# [WHAT YOU SHOULD DO]
In the data that follows, find the line with "impl From<Error> for"; transcribe it, every later line up to the one with "from the host.", and that line as well, exactly and with no others.

▶

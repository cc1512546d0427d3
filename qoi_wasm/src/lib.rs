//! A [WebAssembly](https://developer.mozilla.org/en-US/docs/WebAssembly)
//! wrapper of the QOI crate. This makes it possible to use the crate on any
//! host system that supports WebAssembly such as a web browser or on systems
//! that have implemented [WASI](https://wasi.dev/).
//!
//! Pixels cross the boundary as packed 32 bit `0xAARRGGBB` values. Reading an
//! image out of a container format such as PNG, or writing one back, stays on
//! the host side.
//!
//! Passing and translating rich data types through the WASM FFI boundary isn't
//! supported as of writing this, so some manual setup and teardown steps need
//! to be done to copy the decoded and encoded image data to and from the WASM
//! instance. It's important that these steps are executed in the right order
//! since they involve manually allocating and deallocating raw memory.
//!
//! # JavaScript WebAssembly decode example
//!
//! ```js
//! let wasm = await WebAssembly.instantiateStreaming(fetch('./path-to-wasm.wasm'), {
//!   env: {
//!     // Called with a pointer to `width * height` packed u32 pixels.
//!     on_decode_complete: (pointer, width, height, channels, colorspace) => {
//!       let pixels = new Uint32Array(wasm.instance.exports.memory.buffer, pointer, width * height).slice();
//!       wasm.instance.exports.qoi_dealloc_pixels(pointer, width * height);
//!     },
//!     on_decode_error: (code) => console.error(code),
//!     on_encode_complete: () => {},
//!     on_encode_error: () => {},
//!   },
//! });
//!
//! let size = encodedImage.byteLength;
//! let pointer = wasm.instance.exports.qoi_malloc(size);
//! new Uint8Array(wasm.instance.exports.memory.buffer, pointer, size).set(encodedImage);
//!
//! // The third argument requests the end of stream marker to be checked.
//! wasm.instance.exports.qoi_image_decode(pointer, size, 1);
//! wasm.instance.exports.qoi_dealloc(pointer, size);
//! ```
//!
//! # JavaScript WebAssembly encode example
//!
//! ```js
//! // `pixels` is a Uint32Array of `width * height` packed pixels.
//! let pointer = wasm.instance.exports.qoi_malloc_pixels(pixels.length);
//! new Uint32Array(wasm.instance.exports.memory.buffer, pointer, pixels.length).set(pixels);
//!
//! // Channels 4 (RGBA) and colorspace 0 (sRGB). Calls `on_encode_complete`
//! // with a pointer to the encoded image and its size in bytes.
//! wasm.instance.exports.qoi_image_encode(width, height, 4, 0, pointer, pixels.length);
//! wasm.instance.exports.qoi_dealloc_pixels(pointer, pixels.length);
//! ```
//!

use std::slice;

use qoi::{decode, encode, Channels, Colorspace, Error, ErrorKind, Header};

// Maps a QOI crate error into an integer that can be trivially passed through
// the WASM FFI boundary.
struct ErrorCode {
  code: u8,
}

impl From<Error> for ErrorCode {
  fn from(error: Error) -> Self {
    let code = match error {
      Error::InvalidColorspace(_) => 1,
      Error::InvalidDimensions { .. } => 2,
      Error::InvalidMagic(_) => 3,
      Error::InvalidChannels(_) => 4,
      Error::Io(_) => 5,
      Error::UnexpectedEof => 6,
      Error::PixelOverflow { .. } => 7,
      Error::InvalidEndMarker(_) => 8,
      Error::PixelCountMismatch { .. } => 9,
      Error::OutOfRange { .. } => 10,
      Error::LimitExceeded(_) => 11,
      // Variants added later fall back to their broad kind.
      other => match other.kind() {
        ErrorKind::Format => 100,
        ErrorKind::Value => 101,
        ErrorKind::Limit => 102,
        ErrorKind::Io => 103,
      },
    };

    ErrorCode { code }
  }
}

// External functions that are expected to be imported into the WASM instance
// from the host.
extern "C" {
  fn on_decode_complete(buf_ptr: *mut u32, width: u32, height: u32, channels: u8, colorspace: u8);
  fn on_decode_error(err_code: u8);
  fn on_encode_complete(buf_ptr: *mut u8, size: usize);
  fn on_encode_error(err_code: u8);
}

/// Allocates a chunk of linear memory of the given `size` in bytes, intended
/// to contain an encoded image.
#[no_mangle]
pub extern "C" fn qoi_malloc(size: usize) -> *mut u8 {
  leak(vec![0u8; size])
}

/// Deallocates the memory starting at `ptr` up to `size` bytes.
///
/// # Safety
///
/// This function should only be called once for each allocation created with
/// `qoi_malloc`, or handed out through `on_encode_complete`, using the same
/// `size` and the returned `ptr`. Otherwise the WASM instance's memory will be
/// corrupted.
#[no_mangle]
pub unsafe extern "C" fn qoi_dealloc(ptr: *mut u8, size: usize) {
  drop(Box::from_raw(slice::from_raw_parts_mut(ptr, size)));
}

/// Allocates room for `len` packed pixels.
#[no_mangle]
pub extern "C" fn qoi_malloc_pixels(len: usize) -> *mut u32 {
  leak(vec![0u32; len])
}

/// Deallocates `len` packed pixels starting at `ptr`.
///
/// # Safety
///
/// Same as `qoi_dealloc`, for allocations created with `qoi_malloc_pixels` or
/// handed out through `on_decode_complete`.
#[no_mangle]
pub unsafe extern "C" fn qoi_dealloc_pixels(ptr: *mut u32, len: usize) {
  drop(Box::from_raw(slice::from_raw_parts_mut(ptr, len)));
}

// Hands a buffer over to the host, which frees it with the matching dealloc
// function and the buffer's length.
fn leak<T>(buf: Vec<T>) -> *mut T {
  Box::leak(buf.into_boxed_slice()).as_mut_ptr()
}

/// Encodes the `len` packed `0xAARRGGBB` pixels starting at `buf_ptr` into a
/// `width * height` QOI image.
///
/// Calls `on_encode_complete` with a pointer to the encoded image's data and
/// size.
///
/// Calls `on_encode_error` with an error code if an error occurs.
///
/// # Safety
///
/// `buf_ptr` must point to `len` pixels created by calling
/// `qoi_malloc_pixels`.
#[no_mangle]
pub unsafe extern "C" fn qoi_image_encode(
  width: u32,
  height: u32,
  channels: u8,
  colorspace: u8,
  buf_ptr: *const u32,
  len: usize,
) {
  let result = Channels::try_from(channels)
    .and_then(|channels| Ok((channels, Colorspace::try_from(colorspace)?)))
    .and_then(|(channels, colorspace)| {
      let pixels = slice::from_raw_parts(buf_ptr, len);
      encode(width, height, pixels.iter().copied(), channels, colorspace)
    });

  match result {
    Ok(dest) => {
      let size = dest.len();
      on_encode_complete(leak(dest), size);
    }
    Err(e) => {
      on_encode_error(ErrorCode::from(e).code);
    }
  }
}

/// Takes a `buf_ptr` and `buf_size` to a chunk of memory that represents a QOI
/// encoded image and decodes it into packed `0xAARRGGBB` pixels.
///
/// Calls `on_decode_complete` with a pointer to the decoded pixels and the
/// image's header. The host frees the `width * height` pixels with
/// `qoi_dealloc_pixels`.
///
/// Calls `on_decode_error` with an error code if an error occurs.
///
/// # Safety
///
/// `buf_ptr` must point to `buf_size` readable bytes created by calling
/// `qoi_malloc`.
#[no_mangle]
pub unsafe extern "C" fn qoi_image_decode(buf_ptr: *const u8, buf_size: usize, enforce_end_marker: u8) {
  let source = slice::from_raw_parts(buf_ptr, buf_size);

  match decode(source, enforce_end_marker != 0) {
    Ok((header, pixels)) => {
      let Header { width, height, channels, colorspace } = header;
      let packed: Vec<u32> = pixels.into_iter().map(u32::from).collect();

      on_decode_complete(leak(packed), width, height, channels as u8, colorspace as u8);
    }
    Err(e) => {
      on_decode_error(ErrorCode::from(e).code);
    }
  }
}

◀

# [EXPECTED ANSWER]
impl From<Error> for ErrorCode {
  fn from(error: Error) -> Self {
    let code = match error {
      Error::InvalidColorspace(_) => 1,
      Error::InvalidDimensions { .. } => 2,
      Error::InvalidMagic(_) => 3,
      Error::InvalidChannels(_) => 4,
      Error::Io(_) => 5,
      Error::UnexpectedEof => 6,
      Error::PixelOverflow { .. } => 7,
      Error::InvalidEndMarker(_) => 8,
      Error::PixelCountMismatch { .. } => 9,
      Error::OutOfRange { .. } => 10,
      Error::LimitExceeded(_) => 11,
      // Variants added later fall back to their broad kind.
      other => match other.kind() {
        ErrorKind::Format => 100,
        ErrorKind::Value => 101,
        ErrorKind::Limit => 102,
        ErrorKind::Io => 103,
      },
    };

    ErrorCode { code }
  }
}

// External functions that are expected to be imported into the WASM instance
// from the host.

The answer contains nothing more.